The road to climate recovery: information technology passes through our forests, writes John Reid, senior economist with the nonprofit group Nia Tero, and Thomas E. Lovejoy, biologist and senior fellow of the United Nations Foundation.


Hello from Glasgow, where I am reporting on the United Nations climate summit with my Times colleagues Somini Sengupta, Brad Plumer and our editors.

This is the 26th time the UN has tried to encourage governments to reduce emissions of planet-warming greenhouse gases. Each meeting had its own personality. I went to 10 of them, this time I would describe the mood as much more gloomy than in previous years.

Six years ago, world leaders, diplomats and activists were euphoric when nearly 200 countries reached an important climate agreement in the Paris suburb of Le Bourget. Under the Paris Agreement, each country collectively pledged to reduce emissions to keep global warming “well below” an increase of 2 degrees Celsius or 3.6 degrees Fahrenheit compared to pre-industrial levels.

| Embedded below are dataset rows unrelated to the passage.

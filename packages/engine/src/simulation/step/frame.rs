use std::sync::Arc;

use crate::core::constants::{CHUNK_SIZE, PARTICLE_STRIDE};
use crate::core::rng::SimRng;
use crate::core::shared_memory::SharedMemory;
use crate::spatial::chunks::{wake_occupied_chunks, ChunkBitmap, PhaseColor};
use crate::spatial::grid::Grid;
use crate::systems::offgrid::{OffGridParticle, ParticlePool};

use super::PerfStats;

/// Everything decided on the driving thread before a frame's phases run.
pub(crate) struct FramePlan {
    pub(crate) frame: u64,
    pub(crate) order: [PhaseColor; 4],
    pub(crate) active: Arc<ChunkBitmap>,
    pub(crate) occupied: usize,
    /// Generated and sent to workers but not applied to iteration.
    pub(crate) jitter: (i32, i32),
}

/// Wake occupied chunks, snapshot the activity bitmap and draw the phase order.
pub(crate) fn prepare_frame(mem: &SharedMemory, rng: &mut SimRng, frame: u64) -> FramePlan {
    mem.retire_stamps(Grid::tag_for(frame));
    let occupied = wake_occupied_chunks(mem);

    let mut active = ChunkBitmap::new(mem.layout().total_chunks());
    mem.take_chunk_state(&mut active);

    let order = PhaseColor::shuffled(rng);
    let jitter = (rng.below(CHUNK_SIZE) as i32, rng.below(CHUNK_SIZE) as i32);

    FramePlan {
        frame,
        order,
        active: Arc::new(active),
        occupied,
        jitter,
    }
}

/// Result of one `advance_frame` / `step`.
#[derive(Clone, Debug, Default)]
pub struct FrameOutput {
    pub frame: u64,
    /// Off-grid particles after integration, `[x, y, vx, vy, id, color]` records
    /// from every worker back to back.
    pub particles: Vec<f32>,
    /// Live (non-empty) cells.
    pub particle_count: u32,
    pub cells_updated: u32,
    /// Chunks that were active this frame.
    pub active_chunks: usize,
    pub perf: Option<PerfStats>,
}

impl FrameOutput {
    /// Number of off-grid particles in `particles`.
    pub fn offgrid_count(&self) -> usize {
        self.particles.len() / PARTICLE_STRIDE
    }

    /// Decode `particles` back into typed records.
    pub fn offgrid_particles(&self) -> impl Iterator<Item = OffGridParticle> + '_ {
        ParticlePool::particles_from_buffer(&self.particles)
    }
}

Well, Earth’s global surface temperature has already increased by about 1.1 degrees Celsius compared to the average before 1900. So there is pressure in Glasgow for countries to do much more to reduce emissions and to do so before the end of this decade. .

These talks also feel less energetic because environmental groups are being kept out of the main negotiation halls, largely due to coronavirus restrictions.

You can understand the scene inside the main venue from this short film. behind the scenes virtual tour.